Rubio: Iran Memohon Kesepakatan, AS Tak Menyesal Serang Militer
Menteri Luar Negeri AS Marco Rubio mengatakan Washington tidak menyesal atas aksi militer terhadap Iran dan menilai Teheran memohon kesepakatan demi menghindari keruntuhan ekonomi.
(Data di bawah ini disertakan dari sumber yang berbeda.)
//! Catalog operations on top of a [`DocumentStore`]
//!
//! The catalog owns the mapping between the records of
//! [`crate::models`] and the store's collections.

use crate::error::{ChartRepoError, IndexError, Result, StorageError};
use crate::models::{Chart, ChartFiles, Repo, RepoCheck, base64_bytes};
use crate::store::{Collection, DocumentStore, Filter, WriteModel};
use chrono::{DateTime, Utc};
use serde::Serialize;
use serde::de::DeserializeOwned;
use serde_json::{Value, json};
use std::sync::Arc;
use tracing::{debug, info, instrument};

/// Document written and discarded by the readiness probe
const READINESS_PROBE: &str = "pi";

/// Counts of an [`Catalog::import_charts`] call
#[derive(Debug, Clone, Default, PartialEq, Eq)]
pub struct ImportSummary {
    pub upserted: u64,
    pub replaced: u64,
    pub pruned: u64,
}

/// Counts of a [`Catalog::delete_repo`] call
#[derive(Debug, Clone, Default, PartialEq, Eq)]
pub struct DeleteSummary {
    pub charts: u64,
    pub chart_files: u64,
    pub checks: u64,
}

/// Typed access to the catalog collections.
#[derive(Clone)]
pub struct Catalog {
    store: Arc<dyn DocumentStore>,
}

impl Catalog {
    pub fn new(store: Arc<dyn DocumentStore>) -> Self {
        Self { store }
    }

    pub fn store(&self) -> &Arc<dyn DocumentStore> {
        &self.store
    }

    /// Verifies that the store accepts writes by inserting and discarding a
    /// probe document.
    pub async fn check_ready(&self) -> Result<()> {
        let id = self
            .store
            .insert_one(
                Collection::Numbers,
                json!({ "name": READINESS_PROBE, "value": std::f64::consts::PI }),
            )
            .await
            .map_err(|e| StorageError::NotReady {
                message: e.to_string(),
            })?;
        self.store
            .delete_many(Collection::Numbers, &Filter::by_id(id))
            .await?;
        debug!("Document store is ready");
        Ok(())
    }

    /// Replaces the chart set of a repository.
    ///
    /// Every chart is upserted by id, then charts of the repository missing
    /// from `charts` are deleted, in one ordered bulk write. An empty chart
    /// list is rejected so that a bad index never wipes a repository.
    #[instrument(name = "catalog.import_charts", skip(self, charts), fields(repo = %repo.name, count = charts.len()))]
    pub async fn import_charts(&self, repo: &Repo, charts: &[Chart]) -> Result<ImportSummary> {
        if charts.is_empty() {
            return Err(IndexError::EmptyIndex {
                repo: repo.name.clone(),
            }
            .into());
        }

        let mut ids = Vec::with_capacity(charts.len());
        let mut models = Vec::with_capacity(charts.len() + 1);
        for chart in charts {
            ids.push(chart.id.clone());
            models.push(WriteModel::ReplaceOne {
                filter: Filter::by_id(chart.id.clone()),
                replacement: to_document(chart)?,
                upsert: true,
            });
        }
        models.push(WriteModel::DeleteMany {
            filter: Filter::by_repo(repo.name.clone()).excluding_ids(ids),
        });

        let result = self.store.bulk_write(Collection::Packages, models).await?;
        let summary = ImportSummary {
            upserted: result.upserted,
            replaced: result.matched,
            pruned: result.deleted,
        };
        info!(
            upserted = summary.upserted,
            replaced = summary.replaced,
            pruned = summary.pruned,
            "Imported charts"
        );
        Ok(summary)
    }

    /// Stores the processed icon of a chart without touching other fields.
    pub async fn update_icon(&self, chart_id: &str, icon: &[u8], content_type: &str) -> Result<()> {
        let result = self
            .store
            .update_one(
                Collection::Packages,
                &Filter::by_id(chart_id),
                json!({
                    "raw_icon": base64_bytes::encode(icon),
                    "icon_content_type": content_type,
                }),
                false,
            )
            .await?;

        if result.matched == 0 {
            return Err(StorageError::DocumentNotFound {
                collection: Collection::Packages.to_string(),
                id: chart_id.to_string(),
            }
            .into());
        }
        Ok(())
    }

    pub async fn find_chart(&self, chart_id: &str) -> Result<Option<Chart>> {
        self.find_typed(Collection::Packages, &Filter::by_id(chart_id))
            .await
    }

    /// All charts of a repository, ordered by id.
    pub async fn list_charts(&self, repo_name: &str) -> Result<Vec<Chart>> {
        let docs = self
            .store
            .find_many(Collection::Packages, &Filter::by_repo(repo_name))
            .await?;
        docs.into_iter().map(from_document).collect()
    }

    /// Whether files with this id were already extracted from an archive
    /// with the given digest.
    pub async fn has_chart_files(&self, files_id: &str, digest: &str) -> Result<bool> {
        Ok(self
            .store
            .find_one(
                Collection::PackageAssets,
                &Filter::by_id(files_id).with_digest(digest),
            )
            .await?
            .is_some())
    }

    pub async fn find_chart_files(&self, files_id: &str) -> Result<Option<ChartFiles>> {
        self.find_typed(Collection::PackageAssets, &Filter::by_id(files_id))
            .await
    }

    /// Upserts every field of `files` onto the document with its id.
    pub async fn upsert_chart_files(&self, files: &ChartFiles) -> Result<()> {
        let mut doc = to_document(files)?;
        if let Value::Object(map) = &mut doc {
            map.remove("_id");
        }
        self.store
            .update_one(
                Collection::PackageAssets,
                &Filter::by_id(files.id.clone()),
                doc,
                true,
            )
            .await?;
        Ok(())
    }

    pub async fn find_repo_check(&self, repo_name: &str) -> Result<Option<RepoCheck>> {
        self.find_typed(Collection::PackageCheck, &Filter::by_id(repo_name))
            .await
    }

    /// Records the checksum of the last fully processed index of a
    /// repository.
    pub async fn update_last_check(
        &self,
        repo_name: &str,
        checksum: &str,
        now: DateTime<Utc>,
    ) -> Result<()> {
        self.store
            .update_one(
                Collection::PackageCheck,
                &Filter::by_id(repo_name),
                json!({ "last_update": now, "checksum": checksum }),
                true,
            )
            .await?;
        Ok(())
    }

    /// Removes every chart, chart file and checkpoint of a repository.
    #[instrument(name = "catalog.delete_repo", skip(self))]
    pub async fn delete_repo(&self, repo_name: &str) -> Result<DeleteSummary> {
        let charts = self
            .store
            .delete_many(Collection::Packages, &Filter::by_repo(repo_name))
            .await?;
        let chart_files = self
            .store
            .delete_many(Collection::PackageAssets, &Filter::by_repo(repo_name))
            .await?;
        let checks = self
            .store
            .delete_many(Collection::PackageCheck, &Filter::by_id(repo_name))
            .await?;

        info!(charts, chart_files, checks, "Deleted repository");
        Ok(DeleteSummary {
            charts,
            chart_files,
            checks,
        })
    }

    async fn find_typed<T: DeserializeOwned>(
        &self,
        collection: Collection,
        filter: &Filter,
    ) -> Result<Option<T>> {
        self.store
            .find_one(collection, filter)
            .await?
            .map(from_document)
            .transpose()
    }
}

fn to_document<T: Serialize>(record: &T) -> Result<Value> {
    serde_json::to_value(record).map_err(ChartRepoError::from)
}

fn from_document<T: DeserializeOwned>(doc: Value) -> Result<T> {
    serde_json::from_value(doc).map_err(|e| {
        StorageError::InvalidDocument {
            message: e.to_string(),
        }
        .into()
    })
}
Dalam wawancara NHK di Filipina pada 23 Juli, ia juga menyinggung peran kemampuan Jepang dalam melindungi pelayaran di Selat Hormuz.
Tanpa Visual Pendamping
Naskah Ini Tiba Tanpa Dokumentasi Visual
Sumber memuat naskah tanpa gambar pendamping yang layak tayang. Kami mempertahankan ruang ini sebagai penanda editorial, bukan sebagai bidang kosong.
Visual Utama
Rubio: Iran Memohon Kesepakatan, AS Tak Menyesal Serang Militer

Amerika Serikat telah menyerang Iran selama lebih dari sepuluh hari berturut-turut. Apakah Anda yakin serangan-serangan ini dapat mengubah posisi negosiasi Iran?
Saat ini, posisi negosiasi mereka adalah memohon adanya kesepakatan. Mereka terus menjangkau dan bilang ingin membuat kesepakatan, tetapi setiap kali kesepakatan tercapai, orang-orang ini berubah pikiran atau melanggarnya, jadi mereka akan membayar harganya. Dan harganya akan semakin tinggi setiap malam. Mereka sepertinya belum menyadari bahwa mereka harus membuat kesepakatan, atau mereka akan menghadapi keruntuhan ekonomi yang parah.
Tapi mungkin mereka akan siap dalam beberapa hari. Namun saat ini saya bisa bilang bahwa saya tidak melihat banyak harapan dalam berbicara dengan mereka, karena mereka tidak tahu cara membuat kesepakatan atau belum siap membuat kesepakatan, dan itu disayangkan.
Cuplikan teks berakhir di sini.